# I Have Three Identical NVMes, One is Significantly Slower Than the Others



## Downinla (Mar 29, 2022)

I recently installed three Samsung 980 Pro 2TB into my system, and I ran CrystalDiskMark on all three drives, and one is SIGNIFICANTLY slower than the other two, and I'm stumped as to the reason why.
2 of the NVMes have read/write MB/s of around 3500, but one only as read/write of 1780 MB/s. I ran the test multiple times, and nothing was running in the background, and the slow drive isn't my OS drive either. Any ideas or clues is appreciated.












My Specs:
AMD Threadripper 2950X
Gigabyte Designare X399
Cosair 4x16Gb 3200
3x Samsung 980 Pro 2TB 
Western Digital 4TB
EVGA RTX 3090


----------



## TheoneandonlyMrK (Mar 29, 2022)

Are they all totally empty?

Or is one attached via an nvme slot attached to your chipset.


----------



## cadaveca (Mar 29, 2022)

Can you explain what slots you are using for each drive? 



TheoneandonlyMrK said:


> Are they all totally empty?



CDM shows that each drive varies in its usage. My first thought was that maybe one drive is full, but it turns out that the fuller drive works fine.


----------



## eidairaman1 (Mar 29, 2022)

cadaveca said:


> Can you explain what slots you are using for each drive?

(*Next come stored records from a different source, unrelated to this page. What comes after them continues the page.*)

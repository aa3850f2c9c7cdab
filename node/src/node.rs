//! The Tally node: stores, committee, round clock and block production.
//!
//! `TallyNode` owns one [`BlockProcessor`] and a [`Mempool`]. Transactions
//! enter through [`TallyNode::submit`]; [`TallyNode::produce_block`] drains
//! the mempool into the next block. [`TallyNode::run`] produces blocks on a
//! fixed interval until shutdown.

use std::sync::{Arc, Mutex, MutexGuard};
use std::time::{Duration, Instant};

use tally_nullables::NullStore;
use tally_oracle::{AdmissionEngine, ClockEvent, RoundReader, RoundView, VoterSet};
use tally_state::{StateTransition, Transaction};
use tally_store::{AccountStore, StateStore, VoteStore};
use tally_store_lmdb::LmdbEnvironment;
use tally_types::{Address, Round, TxHash, Wei};
use tally_utils::format_duration;

use crate::block_processor::{Block, BlockOutcome, BlockProcessor};
use crate::config::{NodeConfig, StorageBackend};
use crate::genesis::{apply_genesis, load_head};
use crate::mempool::Mempool;
use crate::metrics::NodeMetrics;
use crate::node_event::NodeEvent;
use crate::shutdown::ShutdownController;
use crate::NodeError;

/// Failed blocks in a row after which [`TallyNode::run`] gives up.
const MAX_CONSECUTIVE_FAILURES: u32 = 5;

pub struct TallyNode {
    config: NodeConfig,
    chain_id: u64,
    store: Arc<dyn StateStore>,
    voters: Arc<VoterSet>,
    admission: Arc<AdmissionEngine>,
    processor: Mutex<BlockProcessor>,
    mempool: Mutex<Mempool>,
    reader: RoundReader,
    metrics: Arc<NodeMetrics>,
}

impl TallyNode {
    /// Open the configured store and build the node on top of it.
    pub fn new(config: NodeConfig) -> Result<Self, NodeError> {
        config.validate()?;
        let store: Arc<dyn StateStore> = match config.storage {
            StorageBackend::Memory => Arc::new(NullStore::new()),
            StorageBackend::Lmdb => Arc::new(LmdbEnvironment::open(
                &config.data_dir,
                config.map_size_bytes(),
            )?),
        };
        Self::with_store(config, store)
    }

    /// Build a node over an existing store, applying genesis if the store
    /// has never seen it.
    pub fn with_store(config: NodeConfig, store: Arc<dyn StateStore>) -> Result<Self, NodeError> {
        config.validate()?;
        let head = match load_head(store.as_ref())? {
            Some(head) => {
                tracing::info!(
                    last_block = head.last_block,
                    round = head.view.round.as_u64(),
                    "resuming from persisted head"
                );
                head
            }
            None => apply_genesis(store.as_ref(), &config.genesis)?,
        };

        let voters = Arc::new(VoterSet::from_genesis(config.genesis.voters.iter().copied()));
        let admission = Arc::new(AdmissionEngine::new(voters.clone()));
        let transition = StateTransition::new(config.oracle.clone(), Arc::clone(&admission));
        let metrics = Arc::new(NodeMetrics::new());
        let chain_id = config.network.chain_id();
        let processor =
            BlockProcessor::new(Arc::clone(&store), transition, chain_id, head, Arc::clone(&metrics))?;
        let reader = processor.round_reader();
        let mempool = Mempool::new(config.mempool_capacity, config.mempool_per_sender);

        tracing::info!(
            network = ?config.network,
            chain_id,
            storage = ?config.storage,
            voters = voters.len(),
            "node initialised"
        );
        Ok(Self {
            config,
            chain_id,
            store,
            voters,
            admission,
            processor: Mutex::new(processor),
            mempool: Mutex::new(mempool),
            reader,
            metrics,
        })
    }

    // ── Transactions and blocks ─────────────────────────────────────────

    /// Queue a transaction for the next block.
    pub fn submit(&self, tx: Transaction) -> Result<TxHash, NodeError> {
        if tx.chain_id != self.chain_id {
            return Err(NodeError::InvalidTransaction(format!(
                "chain id {} does not match {}",
                tx.chain_id, self.chain_id
            )));
        }
        let mut mempool = self.mempool();
        let hash = mempool.insert(tx)?;
        self.metrics.mempool_size.set(mempool.len() as i64);
        tracing::debug!(tx = %hash, pending = mempool.len(), "transaction queued");
        Ok(hash)
    }

    /// Drain the mempool into the next block and commit it.
    ///
    /// If the block cannot be committed its transactions are lost; senders
    /// resubmit.
    pub fn produce_block(&self) -> Result<BlockOutcome, NodeError> {
        let mut processor = self.processor();
        let transactions = {
            let mut mempool = self.mempool();
            let txs = mempool.drain(self.config.max_block_txs);
            self.metrics.mempool_size.set(mempool.len() as i64);
            txs
        };
        let block = Block {
            number: processor.last_block() + 1,
            base_fee_per_gas: self.config.base_fee(),
            proposer: self.config.proposer,
            transactions,
        };
        processor.process_block(&block)
    }

    /// Apply an externally built block.
    pub fn import_block(&self, block: &Block) -> Result<BlockOutcome, NodeError> {
        self.processor().process_block(block)
    }

    /// Start the next round immediately.
    pub fn advance_round(&self) -> Result<ClockEvent, NodeError> {
        self.processor().advance_round()
    }

    /// Produce a block every `block_interval_ms` until `shutdown` fires.
    ///
    /// A block that fails to commit is logged and skipped; storage errors
    /// that persist stop the loop.
    pub async fn run(&self, shutdown: &ShutdownController) -> Result<(), NodeError> {
        let mut shutdown_rx = shutdown.subscribe();
        let mut interval =
            tokio::time::interval(Duration::from_millis(self.config.block_interval_ms));
        interval.set_missed_tick_behavior(tokio::time::MissedTickBehavior::Delay);
        // the first tick completes immediately
        interval.tick().await;

        let started = Instant::now();
        let mut consecutive_failures = 0u32;
        loop {
            tokio::select! {
                biased;
                _ = shutdown_rx.recv() => {
                    tracing::info!(
                        last_block = self.last_block(),
                        uptime = %format_duration(started.elapsed()),
                        "block production stopped"
                    );
                    return Ok(());
                }
                _ = interval.tick() => {
                    match self.produce_block() {
                        Ok(_) => consecutive_failures = 0,
                        Err(e) => {
                            consecutive_failures += 1;
                            tracing::error!(error = %e, consecutive_failures, "block production failed");
                            if consecutive_failures >= MAX_CONSECUTIVE_FAILURES {
                                return Err(e);
                            }
                        }
                    }
                }
            }
        }
    }

    // ── Queries ─────────────────────────────────────────────────────────

    pub fn balance(&self, address: &Address) -> Result<Wei, NodeError> {
        Ok(self.store.balance(address)?)
    }

    pub fn nonce(&self, address: &Address) -> Result<u64, NodeError> {
        Ok(self
            .store
            .get_account(address)?
            .map(|info| info.nonce)
            .unwrap_or(0))
    }

    pub fn current_round(&self) -> Round {
        self.reader.current_round()
    }

    pub fn current_view(&self) -> RoundView {
        self.reader.view()
    }

    pub fn round_reader(&self) -> RoundReader {
        self.reader.clone()
    }

    /// Whether `voter` has an admitted vote in `round`. Read-only.
    pub fn has_voted(&self, round: Round, voter: &Address) -> Result<bool, NodeError> {
        Ok(self.store.has_vote(round, voter)?)
    }

    pub fn last_block(&self) -> u64 {
        self.processor().last_block()
    }

    pub fn chain_id(&self) -> u64 {
        self.chain_id
    }

    pub fn config(&self) -> &NodeConfig {
        &self.config
    }

    pub fn mempool_len(&self) -> usize {
        self.mempool().len()
    }

    pub fn metrics(&self) -> &NodeMetrics {
        &self.metrics
    }

    /// Admission counters by outcome.
    pub fn admission_stats(&self) -> std::collections::BTreeMap<&'static str, u64> {
        self.admission.stats().snapshot()
    }

    // ── Committee ───────────────────────────────────────────────────────

    /// Add a voter to the committee; it may vote from the next round.
    pub fn register_voter(&self, voter: Address) {
        let current = self.current_round();
        self.voters.register_next_round(voter, current);
        tracing::info!(%voter, from_round = current.next().as_u64(), "voter registered");
    }

    pub fn remove_voter(&self, voter: &Address) -> bool {
        let removed = self.voters.remove(voter);
        if removed {
            tracing::info!(%voter, "voter removed");
        }
        removed
    }

    pub fn subscribe(&self, listener: Box<dyn Fn(&NodeEvent) + Send + Sync>) {
        self.processor().subscribe(listener);
    }

    fn processor(&self) -> MutexGuard<'_, BlockProcessor> {
        self.processor.lock().unwrap_or_else(|e| e.into_inner())
    }

    fn mempool(&self) -> MutexGuard<'_, Mempool> {
        self.mempool.lock().unwrap_or_else(|e| e.into_inner())
    }
}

This, not all m. 2 or pcie are equal


----------



## AnotherReader (Mar 29, 2022)

What else do you have installed in your system? According to Guru3D, in some circumstances, the m.2 slots can drop to 2 lanes instead of 4. This is what they say: 


> With multiple cards or full SATA port occupation, you will run out of PCIe lanes.


----------



## Downinla (Mar 29, 2022)

eidairaman1 said:


> This, not all m. 2 or pcie are equal


My board has three M.2 slots, and I am not using a PCIe card. According to Gigabyte's description of the M.2 slots, each slot uses 4 PCIe lanes directly to the CPU, so it seems all three are equal.



AnotherReader said:


> What else do you have installed in your system? According to Guru3D, in some circumstances, the m.2 slots can drop to 2 lanes instead of 4.


Ironically, the slow drive is the game installation drive, since I wasn't obviously playing games, when I started the tests, I figure that would be one of the fastest, and that the OS drive would be the slow one.



TheoneandonlyMrK said:


> Are they all totally empty?
> 
> Or is one attached via an nvme slot attached to your chipset.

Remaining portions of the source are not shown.